[Stored data]

========================================

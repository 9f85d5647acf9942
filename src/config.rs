//! Configuration management for the relay tooling
//!
//! Settings come from an optional TOML file, environment variables and
//! command line flags, in increasing order of precedence.

use clap::{Parser, Subcommand};
use serde::{Deserialize, Serialize};
use std::path::{Path, PathBuf};
use std::time::Duration;
use url::Url;

use crate::core::{ByteOrder, CompactTarget, ConcatInput, ConcatOrder, HashDepth, WitnessConvention};
use crate::error::{Error, Result};
use crate::protocol::{GasParams, RetryPolicy, WaitOptions};
use crate::utils::logging::LogFormat;
use crate::utils::parse_timestamp;

/// Command line arguments
#[derive(Debug, Clone, Parser)]
#[command(
    name = "btc-relay",
    version = env!("CARGO_PKG_VERSION"),
    about = "Bitcoin header tooling and relay client for a SNARK-verified BTC header store",
    long_about = "Reads Bitcoin headers from a flat header log, computes hashes, difficulty \
                  and proof witnesses, and drives the header store and verifier contracts \
                  over Ethereum JSON-RPC"
)]
pub struct Args {
    /// TOML configuration file
    #[arg(short, long, global = true, env = "BTC_RELAY_CONFIG")]
    pub config: Option<PathBuf>,

    /// Ethereum JSON-RPC endpoint
    #[arg(long, global = true, env = "BTC_RELAY_RPC_URL")]
    pub rpc_url: Option<String>,

    /// Flat header log, 80 bytes per block
    #[arg(long, global = true, env = "BTC_RELAY_HEADERS_FILE")]
    pub headers_file: Option<PathBuf>,

    /// Directory holding `<Name>.abi` and `<Name>.bin`
    #[arg(long, global = true, env = "BTC_RELAY_CONTRACTS_DIR")]
    pub contracts_dir: Option<PathBuf>,

    /// Log filter, e.g. `info` or `btc_snark_relay=debug`
    #[arg(long, global = true, env = "BTC_RELAY_LOG_LEVEL")]
    pub log_level: Option<String>,

    /// Console log format
    #[arg(long, global = true, value_enum, env = "BTC_RELAY_LOG_FORMAT")]
    pub log_format: Option<LogFormat>,

    /// Also write debug logs to this file
    #[arg(long, global = true, env = "BTC_RELAY_LOG_FILE")]
    pub log_file: Option<PathBuf>,

    /// Subcommand
    #[command(subcommand)]
    pub command: Command,
}

/// Subcommands
#[derive(Debug, Clone, Subcommand)]
pub enum Command {
    /// Print a header's fields and hashes
    Header {
        /// Block number
        #[arg(allow_negative_numbers = true)]
        block_number: i64,
        /// Print JSON instead of text
        #[arg(long)]
        json: bool,
        /// Also print the header as a bit string
        #[arg(long)]
        bits: bool,
    },

    /// Hash a group of headers the way the chain-of-proof circuit does
    ConcatHash {
        /// Block numbers, in concatenation order
        #[arg(required = true, num_args = 1..)]
        block_numbers: Vec<u64>,
        /// What each block contributes
        #[arg(long, value_enum)]
        input: Option<ConcatInput>,
    },

    /// Assemble the public inputs advancing the verified watermark
    Witness {
        /// Current watermark
        last_verified_block: u64,
        /// Number of headers covered by the proof
        n_headers: u64,
        /// Group order
        #[arg(long, value_enum)]
        order: Option<ConcatOrder>,
        /// Group member encoding
        #[arg(long, value_enum)]
        input: Option<ConcatInput>,
        /// Byte order of the start hash
        #[arg(long, value_enum)]
        start_hash_order: Option<ByteOrder>,
        /// Hash depth of the start hash
        #[arg(long, value_enum)]
        start_hash_depth: Option<HashDepth>,
        /// Print space separated inputs for `zokrates compute-witness -a`
        #[arg(long)]
        zokrates: bool,
    },

    /// Compute the compact target of the block after `prev_block`
    NextNbits {
        /// Height of the previous block
        prev_block: u64,
        /// Previous block time, epoch seconds or `YYYY-MM-DD HH:MM:SS`
        #[arg(long, value_parser = parse_timestamp)]
        prev_time: Option<u32>,
        /// Interval start time, epoch seconds or `YYYY-MM-DD HH:MM:SS`
        #[arg(long, value_parser = parse_timestamp)]
        start_time: Option<u32>,
        /// Previous compact target
        #[arg(long)]
        prev_nbits: Option<CompactTarget>,
    },

    /// Show target and difficulty of a compact target
    Difficulty {
        /// Compact target, hex or decimal
        nbits: CompactTarget,
    },

    /// Convert hex to the bit vector a circuit takes
    HexToBits {
        /// Hex string, `0x` optional
        hex: String,
    },

    /// Read a 256-bit hash from circuit output (`~out_0` .. `~out_255`)
    ReadHash {
        /// JSON file with the circuit output
        file: PathBuf,
    },

    /// Deploy a contract
    Deploy {
        /// Contract name, looked up in the contracts directory
        #[arg(required_unless_present = "abi")]
        name: Option<String>,
        /// Explicit ABI path
        #[arg(long, requires = "bin")]
        abi: Option<PathBuf>,
        /// Explicit bytecode path
        #[arg(long, requires = "abi")]
        bin: Option<PathBuf>,
    },

    /// Submit a header to the header store
    StoreHeader {
        /// Header store address
        store: String,
        /// Block number
        block_number: i64,
        /// Also call `get_header_hash` for the stored block
        #[arg(long)]
        get_hash: bool,
    },

    /// Submit a chain-of-proof to the verifier
    Verify {
        /// Verifier address
        verifier: String,
        /// Current watermark
        last_verified_block: u64,
        /// Number of headers covered by the proof
        n_headers: u64,
        /// Proof file
        #[arg(long)]
        proof: Option<PathBuf>,
        /// Link the verifier to this header store first
        #[arg(long)]
        link_store: Option<String>,
        /// Upload the verification key first
        #[arg(long)]
        update_vk: bool,
    },

    /// Add the header store hooks to a generated verifier contract
    AugmentVerifier {
        /// Generated `verifier.sol`
        input: PathBuf,
        /// Output path, must differ from the input
        output: PathBuf,
    },

    /// Print the effective configuration and exit
    PrintConfig,
}

/// `[rpc]` section
#[derive(Debug, Clone, PartialEq, Eq, Serialize, Deserialize)]
#[serde(default)]
pub struct RpcConfig {
    /// JSON-RPC endpoint
    pub url: String,
    /// HTTP request timeout in seconds
    pub timeout_secs: u64,
    /// Seconds between receipt polls
    pub poll_interval_secs: u64,
    /// Give up waiting for a transaction after this many seconds
    pub wait_timeout_secs: Option<u64>,
    /// Gas limit; unset lets the node estimate
    pub gas: Option<u64>,
    /// Gas price in wei
    pub gas_price: u64,
    /// Attempts for RPC reads
    pub max_retries: usize,
}

impl Default for RpcConfig {
    fn default() -> Self {
        Self {
            url: "http://127.0.0.1:8545".to_string(),
            timeout_secs: 30,
            poll_interval_secs: 5,
            wait_timeout_secs: None,
            gas: None,
            gas_price: 2_500_000_000,
            max_retries: 10,
        }
    }
}

/// `[data]` section
#[derive(Debug, Clone, PartialEq, Eq, Serialize, Deserialize)]
#[serde(default)]
pub struct DataConfig {
    /// Flat header log
    pub headers_file: PathBuf,
    /// Compiled contracts directory
    pub contracts_dir: PathBuf,
    /// Proof file
    pub proof_file: PathBuf,
    /// Verification key file
    pub verification_key_file: PathBuf,
}

impl Default for DataConfig {
    fn default() -> Self {
        Self {
            headers_file: PathBuf::from("./data/btc_headers"),
            contracts_dir: PathBuf::from("../contracts/target"),
            proof_file: PathBuf::from("../contracts/proof_params.txt"),
            verification_key_file: PathBuf::from("../contracts/verification.key"),
        }
    }
}

/// `[logging]` section
#[derive(Debug, Clone, PartialEq, Eq, Serialize, Deserialize)]
#[serde(default)]
pub struct LoggingConfig {
    /// Filter directive
    pub level: String,
    /// Console format
    pub format: LogFormat,
    /// Optional debug log file
    pub file: Option<PathBuf>,
}

impl Default for LoggingConfig {
    fn default() -> Self {
        Self {
            level: "info".to_string(),
            format: LogFormat::Plain,
            file: None,
        }
    }
}

/// Effective configuration
#[derive(Debug, Clone, Default, PartialEq, Eq, Serialize, Deserialize)]
#[serde(default)]
pub struct Config {
    /// RPC settings
    pub rpc: RpcConfig,
    /// File locations
    pub data: DataConfig,
    /// Witness encoding
    pub witness: WitnessConvention,
    /// Logging
    pub logging: LoggingConfig,
}

impl Config {
    /// Build the effective configuration from parsed arguments
    pub async fn load(args: &Args) -> Result<Self> {
        let config = match &args.config {
            Some(path) => Self::load_from_file(path).await?,
            None => Self::default(),
        };
        let config = config.merge_with_args(args);
        config.validate()?;
        Ok(config)
    }

    /// Load a TOML file
    pub async fn load_from_file(path: &Path) -> Result<Self> {
        let content = tokio::fs::read_to_string(path).await.map_err(|e| {
            Error::config(format!("Failed to read {}: {}", path.display(), e))
        })?;
        Self::from_toml(&content)
    }

    /// Parse TOML text
    pub fn from_toml(content: &str) -> Result<Self> {
        toml::from_str(content).map_err(|e| Error::config(format!("Invalid config file: {}", e)))
    }

    /// Render as TOML
    pub fn to_toml(&self) -> Result<String> {
        toml::to_string_pretty(self)
            .map_err(|e| Error::config(format!("Failed to serialize config: {}", e)))
    }

    /// Apply command line overrides
    fn merge_with_args(mut self, args: &Args) -> Self {
        if let Some(url) = &args.rpc_url {
            self.rpc.url = url.clone();
        }
        if let Some(path) = &args.headers_file {
            self.data.headers_file = path.clone();
        }
        if let Some(path) = &args.contracts_dir {
            self.data.contracts_dir = path.clone();
        }
        if let Some(level) = &args.log_level {
            self.logging.level = level.clone();
        }
        if let Some(format) = args.log_format {
            self.logging.format = format;
        }
        if let Some(path) = &args.log_file {
            self.logging.file = Some(path.clone());
        }

        if let Command::Witness {
            order,
            input,
            start_hash_order,
            start_hash_depth,
            ..
        } = &args.command
        {
            self.witness = WitnessConvention {
                order: order.unwrap_or(self.witness.order),
                input: input.unwrap_or(self.witness.input),
                start_hash_order: start_hash_order.unwrap_or(self.witness.start_hash_order),
                start_hash_depth: start_hash_depth.unwrap_or(self.witness.start_hash_depth),
            };
        }

        self
    }

    /// Validate configuration
    pub fn validate(&self) -> Result<()> {
        let url = Url::parse(&self.rpc.url)
            .map_err(|e| Error::config(format!("Invalid RPC URL: {}", e)))?;
        if !matches!(url.scheme(), "http" | "https") {
            return Err(Error::config(format!(
                "RPC URL must be http or https, got {}",
                url.scheme()
            )));
        }

        if self.rpc.timeout_secs == 0 {
            return Err(Error::config("RPC timeout must be greater than 0"));
        }
        if self.rpc.poll_interval_secs == 0 {
            return Err(Error::config("Poll interval must be greater than 0"));
        }
        if self.rpc.gas == Some(0) {
            return Err(Error::config("Gas limit must be greater than 0"));
        }
        if self.rpc.max_retries == 0 {
            return Err(Error::config("max_retries must be at least 1"));
        }

        Ok(())
    }

    /// Gas settings for transactions
    pub fn gas_params(&self) -> GasParams {
        GasParams {
            gas: self.rpc.gas,
            gas_price: self.rpc.gas_price,
        }
    }

    /// Receipt polling settings
    pub fn wait_options(&self) -> WaitOptions {
        WaitOptions {
            poll_interval: Duration::from_secs(self.rpc.poll_interval_secs),
            timeout: self.rpc.wait_timeout_secs.map(Duration::from_secs),
        }
    }

    /// HTTP request timeout
    pub fn rpc_timeout(&self) -> Duration {
        Duration::from_secs(self.rpc.timeout_secs)
    }

    /// Retry policy for RPC reads
    pub fn retry_policy(&self) -> RetryPolicy {
        RetryPolicy::new(
            self.rpc.max_retries,
            Duration::from_millis(100),
            Duration::from_secs(5),
        )
    }
}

========================================

Using the data above, reproduce exactly the lines between those holding "Console log format" and "in concatenation order", inclusive, and no others.

▶ _Exercise answer_
    /// Console log format
    #[arg(long, global = true, value_enum, env = "BTC_RELAY_LOG_FORMAT")]
    pub log_format: Option<LogFormat>,

    /// Also write debug logs to this file
    #[arg(long, global = true, env = "BTC_RELAY_LOG_FILE")]
    pub log_file: Option<PathBuf>,

    /// Subcommand
    #[command(subcommand)]
    pub command: Command,
}

/// Subcommands
#[derive(Debug, Clone, Subcommand)]
pub enum Command {
    /// Print a header's fields and hashes
    Header {
        /// Block number
        #[arg(allow_negative_numbers = true)]
        block_number: i64,
        /// Print JSON instead of text
        #[arg(long)]
        json: bool,
        /// Also print the header as a bit string
        #[arg(long)]
        bits: bool,
    },

    /// Hash a group of headers the way the chain-of-proof circuit does
    ConcatHash {
        /// Block numbers, in concatenation order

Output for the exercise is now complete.